Exercise aim:
Only the lines below starting at the one that contains "use crate::options::AnalysisOptions;" and ending at the one that contains "pub fn analyze_document(bytes: &[u8], options: &AnalysisOptions)" are to be reproduced, exactly and with both ends kept.

(Saved data entries)

━━━━

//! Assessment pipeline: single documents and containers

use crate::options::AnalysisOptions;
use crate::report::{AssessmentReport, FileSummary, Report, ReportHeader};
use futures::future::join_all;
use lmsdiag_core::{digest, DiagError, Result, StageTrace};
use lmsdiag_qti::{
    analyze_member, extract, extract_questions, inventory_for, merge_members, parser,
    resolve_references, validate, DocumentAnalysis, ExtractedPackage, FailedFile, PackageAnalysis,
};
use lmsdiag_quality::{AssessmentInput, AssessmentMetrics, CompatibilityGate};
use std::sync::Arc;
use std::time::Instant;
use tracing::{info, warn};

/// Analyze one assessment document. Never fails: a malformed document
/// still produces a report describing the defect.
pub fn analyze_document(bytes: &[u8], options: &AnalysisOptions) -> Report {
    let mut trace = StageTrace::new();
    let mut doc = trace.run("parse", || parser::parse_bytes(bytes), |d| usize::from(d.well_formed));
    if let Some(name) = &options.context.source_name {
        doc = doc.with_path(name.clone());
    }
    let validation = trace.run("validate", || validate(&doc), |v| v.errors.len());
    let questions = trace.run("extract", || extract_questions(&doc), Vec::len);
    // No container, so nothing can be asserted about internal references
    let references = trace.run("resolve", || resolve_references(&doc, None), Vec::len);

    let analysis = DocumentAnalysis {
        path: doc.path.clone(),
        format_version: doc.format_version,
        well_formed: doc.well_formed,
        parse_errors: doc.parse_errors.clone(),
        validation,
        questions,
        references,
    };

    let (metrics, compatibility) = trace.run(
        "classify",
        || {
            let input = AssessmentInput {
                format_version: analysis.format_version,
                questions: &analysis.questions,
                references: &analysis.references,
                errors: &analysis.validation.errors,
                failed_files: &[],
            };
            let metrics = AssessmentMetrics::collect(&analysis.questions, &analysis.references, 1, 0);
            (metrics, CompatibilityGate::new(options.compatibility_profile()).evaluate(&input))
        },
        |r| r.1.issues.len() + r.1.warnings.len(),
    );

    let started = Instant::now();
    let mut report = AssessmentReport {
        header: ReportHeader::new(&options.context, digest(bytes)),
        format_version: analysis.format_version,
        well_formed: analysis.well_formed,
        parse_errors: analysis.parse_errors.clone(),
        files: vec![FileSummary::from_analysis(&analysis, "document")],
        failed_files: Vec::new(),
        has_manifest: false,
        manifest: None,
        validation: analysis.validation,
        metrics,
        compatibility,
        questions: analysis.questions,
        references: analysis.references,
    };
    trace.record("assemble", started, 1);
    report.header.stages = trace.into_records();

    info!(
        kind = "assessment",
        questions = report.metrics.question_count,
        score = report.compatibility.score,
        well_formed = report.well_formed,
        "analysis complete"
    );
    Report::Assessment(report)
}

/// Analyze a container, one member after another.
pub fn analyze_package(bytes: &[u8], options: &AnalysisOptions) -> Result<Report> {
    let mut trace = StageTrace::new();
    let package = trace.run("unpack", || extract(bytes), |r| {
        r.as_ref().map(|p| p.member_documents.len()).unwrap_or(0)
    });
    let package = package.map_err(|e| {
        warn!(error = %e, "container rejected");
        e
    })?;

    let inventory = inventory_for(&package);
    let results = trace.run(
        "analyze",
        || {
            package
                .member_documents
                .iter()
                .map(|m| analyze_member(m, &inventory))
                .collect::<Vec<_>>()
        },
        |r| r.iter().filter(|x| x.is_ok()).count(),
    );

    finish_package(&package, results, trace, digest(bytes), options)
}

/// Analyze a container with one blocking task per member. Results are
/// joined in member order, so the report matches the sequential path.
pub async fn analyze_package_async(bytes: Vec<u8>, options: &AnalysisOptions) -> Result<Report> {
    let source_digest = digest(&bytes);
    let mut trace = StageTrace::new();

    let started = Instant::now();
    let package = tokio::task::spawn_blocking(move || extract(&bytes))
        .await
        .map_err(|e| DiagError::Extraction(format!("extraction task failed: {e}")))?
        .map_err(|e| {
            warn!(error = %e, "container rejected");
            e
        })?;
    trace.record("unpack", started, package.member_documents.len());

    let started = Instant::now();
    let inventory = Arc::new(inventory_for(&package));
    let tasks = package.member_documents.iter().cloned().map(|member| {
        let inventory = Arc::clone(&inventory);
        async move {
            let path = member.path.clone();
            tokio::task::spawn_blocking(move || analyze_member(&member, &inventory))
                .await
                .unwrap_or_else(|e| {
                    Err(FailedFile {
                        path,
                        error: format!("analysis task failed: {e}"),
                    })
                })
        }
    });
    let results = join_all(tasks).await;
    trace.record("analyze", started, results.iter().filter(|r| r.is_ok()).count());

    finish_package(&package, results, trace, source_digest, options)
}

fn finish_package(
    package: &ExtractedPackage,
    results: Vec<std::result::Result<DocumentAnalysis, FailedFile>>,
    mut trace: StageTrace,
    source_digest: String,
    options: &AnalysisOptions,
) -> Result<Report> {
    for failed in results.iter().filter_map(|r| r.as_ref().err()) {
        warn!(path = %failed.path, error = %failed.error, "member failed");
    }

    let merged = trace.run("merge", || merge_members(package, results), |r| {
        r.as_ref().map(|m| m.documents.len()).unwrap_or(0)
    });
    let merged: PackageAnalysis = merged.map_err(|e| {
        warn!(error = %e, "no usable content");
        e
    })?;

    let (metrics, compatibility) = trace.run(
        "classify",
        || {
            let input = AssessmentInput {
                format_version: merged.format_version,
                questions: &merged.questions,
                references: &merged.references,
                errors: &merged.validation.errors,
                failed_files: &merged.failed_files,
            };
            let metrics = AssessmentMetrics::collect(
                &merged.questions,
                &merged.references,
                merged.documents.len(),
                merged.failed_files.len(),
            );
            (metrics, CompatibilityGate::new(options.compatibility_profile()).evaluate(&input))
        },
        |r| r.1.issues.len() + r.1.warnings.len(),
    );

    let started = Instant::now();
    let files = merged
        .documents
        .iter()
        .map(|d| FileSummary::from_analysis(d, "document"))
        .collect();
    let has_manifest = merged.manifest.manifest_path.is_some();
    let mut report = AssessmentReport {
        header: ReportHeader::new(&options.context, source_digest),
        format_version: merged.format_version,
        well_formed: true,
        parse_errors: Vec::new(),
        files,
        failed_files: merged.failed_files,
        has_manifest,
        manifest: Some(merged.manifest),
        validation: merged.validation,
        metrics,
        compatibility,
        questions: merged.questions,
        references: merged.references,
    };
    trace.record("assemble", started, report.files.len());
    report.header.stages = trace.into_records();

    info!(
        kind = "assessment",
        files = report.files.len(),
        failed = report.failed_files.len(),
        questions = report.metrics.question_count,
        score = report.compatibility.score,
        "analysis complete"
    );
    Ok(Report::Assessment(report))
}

━━━━

Output of the exercise:
use crate::options::AnalysisOptions;
use crate::report::{AssessmentReport, FileSummary, Report, ReportHeader};
use futures::future::join_all;
use lmsdiag_core::{digest, DiagError, Result, StageTrace};
use lmsdiag_qti::{
    analyze_member, extract, extract_questions, inventory_for, merge_members, parser,
    resolve_references, validate, DocumentAnalysis, ExtractedPackage, FailedFile, PackageAnalysis,
};
use lmsdiag_quality::{AssessmentInput, AssessmentMetrics, CompatibilityGate};
use std::sync::Arc;
use std::time::Instant;
use tracing::{info, warn};

/// Analyze one assessment document. Never fails: a malformed document
/// still produces a report describing the defect.
pub fn analyze_document(bytes: &[u8], options: &AnalysisOptions) -> Report {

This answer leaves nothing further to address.